Role: UX/UI Designer
Tools: Adobe XD, Illustrator
Timeline: 4 weeks (2 ideation, 2 build) | College Project (New Tech Course)
Overview
Brease is a connected health app designed to help people living with asthma and COPD better manage their condition. The app syncs with a smart inhaler sensor and smartwatch to track symptoms, medications, and environmental triggers. Inspired by my family’s experience with respiratory illness, Brease focuses on early detection, accessible data visualization, and user-centered care.
Goals
- Empower users to track respiratory trends and prevent attacks
- Make medication logging simple, clear, and consistent
- Alert users to environmental triggers like poor air quality
- Design wearable notifications that guide users through self-care
- Use emerging tech (sensors, smartwatches) to support proactive health management
My Role
I designed the Brease ecosystem from end to end:
- Brand identity, logo, and icon design
- Wireframes for both mobile and wearable interfaces
- Interactive prototypes of key user flows
- Dashboard and data visualization design
- Copywriting for notifications, alerts, and guidance
App Interface – Key Features
1️⃣ Track Your Health Trends
A personalized dashboard with graphs and insights based on inhaler data and symptom tracking.

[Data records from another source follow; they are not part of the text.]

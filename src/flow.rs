// 🌊 Flow records - the canonical Flow-By-Activity row and its sector-tagged form
//
// A FlowRecord is created once by the normalizer and never mutated in place
// afterwards; later stages produce new values (SectorFlow, AggregatedFlow).

use crate::location::LocationSystem;
use serde::de::{self, Visitor};
use serde::{Deserialize, Deserializer, Serialize, Serializer};
use sha2::{Digest, Sha256};
use std::fmt;

/// Keyword stored in place of a number when the source suppressed the value
pub const WITHDRAWN_KEYWORD: &str = "W";

// ============================================================================
// FLOW AMOUNT
// ============================================================================

/// A flow magnitude, or the marker that the source withheld it.
///
/// Withdrawn is NOT zero: it survives validation untouched and is skipped
/// (not summed) by aggregation.
#[derive(Debug, Clone, Copy, PartialEq)]
pub enum FlowAmount {
    Value(f64),
    Withdrawn,
}

impl FlowAmount {
    pub fn value(&self) -> Option<f64> {
        match self {
            FlowAmount::Value(v) => Some(*v),
            FlowAmount::Withdrawn => None,
        }
    }

    pub fn is_withdrawn(&self) -> bool {
        matches!(self, FlowAmount::Withdrawn)
    }

    /// Multiply a real value; Withdrawn stays Withdrawn
    pub fn scaled(&self, factor: f64) -> FlowAmount {
        match self {
            FlowAmount::Value(v) => FlowAmount::Value(v * factor),
            FlowAmount::Withdrawn => FlowAmount::Withdrawn,
        }
    }
}

impl fmt::Display for FlowAmount {
    fn fmt(&self, f: &mut fmt::Formatter<'_>) -> fmt::Result {
        match self {
            FlowAmount::Value(v) => write!(f, "{}", v),
            FlowAmount::Withdrawn => f.write_str(WITHDRAWN_KEYWORD),
        }
    }
}

impl Serialize for FlowAmount {
    fn serialize<S: Serializer>(&self, serializer: S) -> Result<S::Ok, S::Error> {
        match self {
            FlowAmount::Value(v) => serializer.serialize_f64(*v),
            FlowAmount::Withdrawn => serializer.serialize_str(WITHDRAWN_KEYWORD),
        }
    }
}

struct FlowAmountVisitor;

impl<'de> Visitor<'de> for FlowAmountVisitor {
    type Value = FlowAmount;

    fn expecting(&self, f: &mut fmt::Formatter) -> fmt::Result {
        write!(f, "a number or the withdrawn keyword \"{}\"", WITHDRAWN_KEYWORD)
    }

    fn visit_f64<E: de::Error>(self, v: f64) -> Result<FlowAmount, E> {
        Ok(FlowAmount::Value(v))
    }

    fn visit_i64<E: de::Error>(self, v: i64) -> Result<FlowAmount, E> {
        Ok(FlowAmount::Value(v as f64))
    }

    fn visit_u64<E: de::Error>(self, v: u64) -> Result<FlowAmount, E> {
        Ok(FlowAmount::Value(v as f64))
    }

    fn visit_str<E: de::Error>(self, v: &str) -> Result<FlowAmount, E> {
        let v = v.trim();
        if v == WITHDRAWN_KEYWORD {
            return Ok(FlowAmount::Withdrawn);
        }
        v.parse::<f64>()
            .map(FlowAmount::Value)
            .map_err(|_| E::invalid_value(de::Unexpected::Str(v), &self))
    }
}

impl<'de> Deserialize<'de> for FlowAmount {
    fn deserialize<D: Deserializer<'de>>(deserializer: D) -> Result<FlowAmount, D::Error> {
        deserializer.deserialize_any(FlowAmountVisitor)
    }
}

// ============================================================================
// FLOW TYPE
// ============================================================================

/// How a flow takes part in downstream mass-balance accounting
#[derive(Debug, Clone, Copy, PartialEq, Eq, Hash, PartialOrd, Ord, Serialize, Deserialize)]
#[serde(rename_all = "SCREAMING_SNAKE_CASE")]
pub enum FlowType {
    ElementaryFlow,
    TechnosphereFlow,
    WasteFlow,
}

impl FlowType {
    pub fn as_str(&self) -> &'static str {
        match self {
            FlowType::ElementaryFlow => "ELEMENTARY_FLOW",
            FlowType::TechnosphereFlow => "TECHNOSPHERE_FLOW",
            FlowType::WasteFlow => "WASTE_FLOW",
        }
    }

    pub fn parse(s: &str) -> Option<FlowType> {
        match s.trim().to_uppercase().as_str() {
            "ELEMENTARY_FLOW" => Some(FlowType::ElementaryFlow),
            "TECHNOSPHERE_FLOW" => Some(FlowType::TechnosphereFlow),
            "WASTE_FLOW" => Some(FlowType::WasteFlow),
            _ => None,
        }
    }
}

impl Default for FlowType {
    fn default() -> Self {
        FlowType::ElementaryFlow
    }
}

impl fmt::Display for FlowType {
    fn fmt(&self, f: &mut fmt::Formatter<'_>) -> fmt::Result {
        f.write_str(self.as_str())
    }
}

// ============================================================================
// FLOW RECORD (Flow-By-Activity row)
// ============================================================================

#[derive(Debug, Clone, PartialEq, Serialize, Deserialize)]
pub struct FlowRecord {
    /// Category of flow: "Water", "Chemicals", "Land", "Money", ...
    #[serde(rename = "Class")]
    pub class: String,

    /// Provenance tag of the adapter that produced the row
    #[serde(rename = "SourceName")]
    pub source_name: String,

    #[serde(rename = "FlowName")]
    pub flow_name: String,

    #[serde(rename = "FlowAmount")]
    pub flow_amount: FlowAmount,

    #[serde(rename = "Unit")]
    pub unit: String,

    #[serde(rename = "FlowType")]
    pub flow_type: FlowType,

    #[serde(rename = "ActivityProducedBy")]
    pub activity_produced_by: Option<String>,

    #[serde(rename = "ActivityConsumedBy")]
    pub activity_consumed_by: Option<String>,

    #[serde(rename = "Compartment")]
    pub compartment: Option<String>,

    /// 5 digit FIPS code
    #[serde(rename = "Location")]
    pub location: String,

    /// Vintage of the code system `location` belongs to, e.g. "FIPS_2015"
    #[serde(rename = "LocationSystem")]
    pub location_system: String,

    #[serde(rename = "Year")]
    pub year: i32,

    /// Data-quality score, 1 (best) to 5
    #[serde(rename = "DataReliability")]
    pub data_reliability: Option<u8>,

    /// Data-quality score, 1 (best) to 5
    #[serde(rename = "DataCollection")]
    pub data_collection: Option<u8>,

    #[serde(rename = "Description")]
    pub description: Option<String>,
}

impl FlowRecord {
    /// Create a record with the required fields; the location system is
    /// derived from the year and the flow type defaults to elementary.
    pub fn new(
        class: &str,
        source_name: &str,
        flow_name: &str,
        amount: f64,
        unit: &str,
        location: &str,
        year: i32,
    ) -> Self {
        FlowRecord {
            class: class.to_string(),
            source_name: source_name.to_string(),
            flow_name: flow_name.to_string(),
            flow_amount: FlowAmount::Value(amount),
            unit: unit.to_string(),
            flow_type: FlowType::default(),
            activity_produced_by: None,
            activity_consumed_by: None,
            compartment: None,
            location: location.to_string(),
            location_system: LocationSystem::for_year(year).as_str().to_string(),
            year,
            data_reliability: None,
            data_collection: None,
            description: None,
        }
    }

    /// Builder: activity generating the flow
    pub fn with_produced_by(mut self, activity: &str) -> Self {
        self.activity_produced_by = Some(activity.to_string());
        self
    }

    /// Builder: activity using the flow
    pub fn with_consumed_by(mut self, activity: &str) -> Self {
        self.activity_consumed_by = Some(activity.to_string());
        self
    }

    pub fn with_flow_type(mut self, flow_type: FlowType) -> Self {
        self.flow_type = flow_type;
        self
    }

    pub fn with_compartment(mut self, compartment: &str) -> Self {
        self.compartment = Some(compartment.to_string());
        self
    }

    pub fn with_location_system(mut self, system: &str) -> Self {
        self.location_system = system.to_string();
        self
    }

    pub fn with_quality(mut self, reliability: u8, collection: u8) -> Self {
        self.data_reliability = Some(reliability);
        self.data_collection = Some(collection);
        self
    }

    /// Builder: mark the amount as suppressed by the source
    pub fn withdrawn(mut self) -> Self {
        self.flow_amount = FlowAmount::Withdrawn;
        self
    }

    /// Producing activity if present, otherwise the consuming one
    pub fn primary_activity(&self) -> Option<&str> {
        non_blank(&self.activity_produced_by).or_else(|| non_blank(&self.activity_consumed_by))
    }

    pub fn has_activity(&self) -> bool {
        self.primary_activity().is_some()
    }
}

pub(crate) fn non_blank(value: &Option<String>) -> Option<&str> {
    value.as_deref().map(str::trim).filter(|s| !s.is_empty())
}

// ============================================================================
// SECTOR FLOW (mapped record)
// ============================================================================

/// A FlowRecord after crosswalk mapping.
///
/// The wrapped record's amount already includes the apportionment weight.
/// Unmapped activities leave the matching sector column empty.
#[derive(Debug, Clone, PartialEq, Serialize, Deserialize)]
pub struct SectorFlow {
    #[serde(flatten)]
    pub flow: FlowRecord,

    #[serde(rename = "SectorProducedBy")]
    pub sector_produced_by: Option<String>,

    #[serde(rename = "SectorConsumedBy")]
    pub sector_consumed_by: Option<String>,

    /// Classification system of the sector codes, e.g. "NAICS_2012_Code"
    #[serde(rename = "SectorSourceName")]
    pub sector_source_name: Option<String>,

    #[serde(rename = "SectorType")]
    pub sector_type: Option<String>,

    /// Weight applied when the activity was split across sectors
    #[serde(rename = "ApportionmentWeight")]
    pub apportionment_weight: Option<f64>,
}

impl SectorFlow {
    /// Representative sector: producing sector if present, else consuming
    pub fn sector(&self) -> Option<&str> {
        non_blank(&self.sector_produced_by).or_else(|| non_blank(&self.sector_consumed_by))
    }

    /// Consuming sector, only when a producing sector is also present
    pub fn secondary_sector(&self) -> Option<&str> {
        non_blank(&self.sector_produced_by).and(non_blank(&self.sector_consumed_by))
    }

    /// True when every populated activity column resolved to a sector
    pub fn is_mapped(&self) -> bool {
        let produced_ok = non_blank(&self.flow.activity_produced_by).is_none()
            || non_blank(&self.sector_produced_by).is_some();
        let consumed_ok = non_blank(&self.flow.activity_consumed_by).is_none()
            || non_blank(&self.sector_consumed_by).is_some();
        self.sector().is_some() && produced_ok && consumed_ok
    }
}

impl From<FlowRecord> for SectorFlow {
    fn from(flow: FlowRecord) -> Self {
        SectorFlow {
            flow,
            sector_produced_by: None,
            sector_consumed_by: None,
            sector_source_name: None,
            sector_type: None,
            apportionment_weight: None,
        }
    }
}

// ============================================================================
// TABLE FINGERPRINT
// ============================================================================

/// SHA-256 over the serialized rows, in order.
///
/// Two tables with the same fingerprint are byte-identical when written out,
/// which is what idempotence of normalization is checked against.
pub fn fingerprint<T: Serialize>(rows: &[T]) -> serde_json::Result<String> {
    let mut hasher = Sha256::new();
    for row in rows {
        hasher.update(serde_json::to_vec(row)?);
        hasher.update(b"\n");
    }
    Ok(format!("{:x}", hasher.finalize()))
}

#[cfg(test)]
mod tests {
    use super::*;

    fn sample() -> FlowRecord {
        FlowRecord::new("Land", "USDA_ERS_MLU", "Land Use", 120.5, "Acres", "00000", 2012)
            .with_produced_by("Cropland used for crops")
    }

    #[test]
    fn test_new_assigns_location_system_from_year() {
        let r = sample();
        assert_eq!(r.location_system, "FIPS_2010");
        assert_eq!(r.flow_type, FlowType::ElementaryFlow);
    }

    #[test]
    fn test_primary_activity_prefers_produced_by() {
        let r = sample().with_consumed_by("Households");
        assert_eq!(r.primary_activity(), Some("Cropland used for crops"));

        let mut r = r;
        r.activity_produced_by = Some("   ".to_string());
        assert_eq!(r.primary_activity(), Some("Households"));
    }

    #[test]
    fn test_withdrawn_is_not_zero() {
        let r = sample().withdrawn();
        assert!(r.flow_amount.is_withdrawn());
        assert_eq!(r.flow_amount.value(), None);
        assert_eq!(r.flow_amount.scaled(0.5), FlowAmount::Withdrawn);
        assert_ne!(r.flow_amount, FlowAmount::Value(0.0));
    }

    #[test]
    fn test_flow_amount_json_forms() {
        let json = serde_json::to_string(&sample().withdrawn()).unwrap();
        assert!(json.contains("\"FlowAmount\":\"W\""));

        let back: FlowRecord = serde_json::from_str(&json).unwrap();
        assert!(back.flow_amount.is_withdrawn());

        let amount: FlowAmount = serde_json::from_str("\"42.5\"").unwrap();
        assert_eq!(amount, FlowAmount::Value(42.5));

        let amount: FlowAmount = serde_json::from_str("7").unwrap();
        assert_eq!(amount, FlowAmount::Value(7.0));

        assert!(serde_json::from_str::<FlowAmount>("\"n/a\"").is_err());
    }

    #[test]
    fn test_flow_type_parse() {
        assert_eq!(FlowType::parse("waste_flow"), Some(FlowType::WasteFlow));
        assert_eq!(FlowType::parse("TECHNOSPHERE_FLOW"), Some(FlowType::TechnosphereFlow));
        assert_eq!(FlowType::parse("other"), None);
    }

    #[test]
    fn test_sector_flow_accessors() {
        let mut sf = SectorFlow::from(sample().with_consumed_by("Households"));
        assert_eq!(sf.sector(), None);
        assert!(!sf.is_mapped());

        sf.sector_consumed_by = Some("F010".to_string());
        assert_eq!(sf.sector(), Some("F010"));
        assert_eq!(sf.secondary_sector(), None);
        // producing activity still unresolved
        assert!(!sf.is_mapped());

        sf.sector_produced_by = Some("111".to_string());
        assert_eq!(sf.sector(), Some("111"));
        assert_eq!(sf.secondary_sector(), Some("F010"));
        assert!(sf.is_mapped());
    }

    #[test]
    fn test_fingerprint_is_order_sensitive() {
        let a = sample();
        let b = sample().with_compartment("ground");

        let f1 = fingerprint(&[a.clone(), b.clone()]).unwrap();
        let f2 = fingerprint(&[a.clone(), b.clone()]).unwrap();
        let f3 = fingerprint(&[b, a]).unwrap();

        assert_eq!(f1, f2);
        assert_ne!(f1, f3);
        assert_eq!(f1.len(), 64);
    }
}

- Users can view trends by week, month, or year
- Graphs visualize and medication usage
- Easy export of data to share with healthcare professionals
- Prototype demo shows dashboard + drill-down into trends view
2️⃣ Manage Your Medications
A clear system for logging medication usage and building healthy habits.
- View current medications on file
- Tap to log a medication (customized for type + dose)

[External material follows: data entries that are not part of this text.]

// 📜 Logging setup
//
// The library only emits `tracing` events. Embedding applications call
// `init_logging` once to get them printed.

use crate::error::{FlowsaError, Result};
use tracing_subscriber::{fmt, prelude::*, EnvFilter};

/// Filter used when RUST_LOG is not set
pub const DEFAULT_FILTER: &str = "flowsa=info";

/// Install a global subscriber writing to stderr.
///
/// `RUST_LOG` wins over `filter`. With `json` every event is one JSON line.
/// Fails if a global subscriber is already installed.
pub fn init_logging(filter: &str, json: bool) -> Result<()> {
    let env_filter = EnvFilter::try_from_default_env()
        .or_else(|_| EnvFilter::try_new(filter))
        .map_err(|e| FlowsaError::Config(format!("invalid log filter {:?}: {}", filter, e)))?;

    let registry = tracing_subscriber::registry().with(env_filter);
    let installed = if json {
        registry
            .with(fmt::layer().json().with_writer(std::io::stderr))
            .try_init()
    } else {
        registry
            .with(fmt::layer().with_target(false).with_writer(std::io::stderr))
            .try_init()
    };

    installed.map_err(|e| FlowsaError::Config(format!("logging already initialized: {}", e)))
}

- Prototype shows log interaction from homepage → medication screen → confirmation
- Future ideas: better edit/add flow, tracking compliance trends, customizable reminders
3️⃣ Get Real-Time Allergen Alerts
The homepage includes smart notifications about air quality based on user sensitivity.
- Example: “Brease has identified AQIs over 101 to be a trigger for your COPD. Today's AQI is high, so we recommend you stay indoors.”
- Personalized, proactive alerts tied to location + health history
Smartwatch Interface – Key Features
1️⃣ Prevent Attacks Before They Start
Brease Watch detects early signs of respiratory stress and helps users take action quickly.
- Notification alerts user to early symptoms
- Options to "Call SOS" or tap "Next Steps"
- Step-by-step flow walks the user through using their inhaler and staying inside
- Final screen shows user’s breathing has improved
2️⃣ Medication Reminders
Lightweight daily reminders that integrate into the user’s routine.
- Taps and notifications prompt user to take meds
- Option to “Log” or “Dismiss”
- Reinforces healthy behavior through daily habit-building
Wireframes
Low-fidelity wireframes show the structure of key screens in the phone app, including:
- Homepage dashboard layout
- Medication tracking structure
- Notifications and pop-up flows
These helped establish information hierarchy before building interactive prototypes.
What I Learned
- How to design an interconnected system across multiple devices (phone + watch)
- Grew my skills in dashboard UI and data storytelling
- Learned to think about proactive, not reactive, health alerts
- Strengthened my motion design thinking via smart notifications and micro-interactions
- Practiced designing for wearable-specific constraints (limited screen space, tap targets, urgent actions)
What I’d Improve
Given more time, I’d explore:
- Allowing users to add/remove/edit medications directly
- More control over notification timing + types
- A way to view logged medication history + compliance trends
- Optional voice prompts or vibration feedback for emergency flows on the watch
Personal Note
This project was personally meaningful, inspired by my Nana’s experience with COPD and my own asthma. It reminded me that good design isn’t just about visual polish — it’s about making life easier, safer, and more manageable for people dealing with real challenges.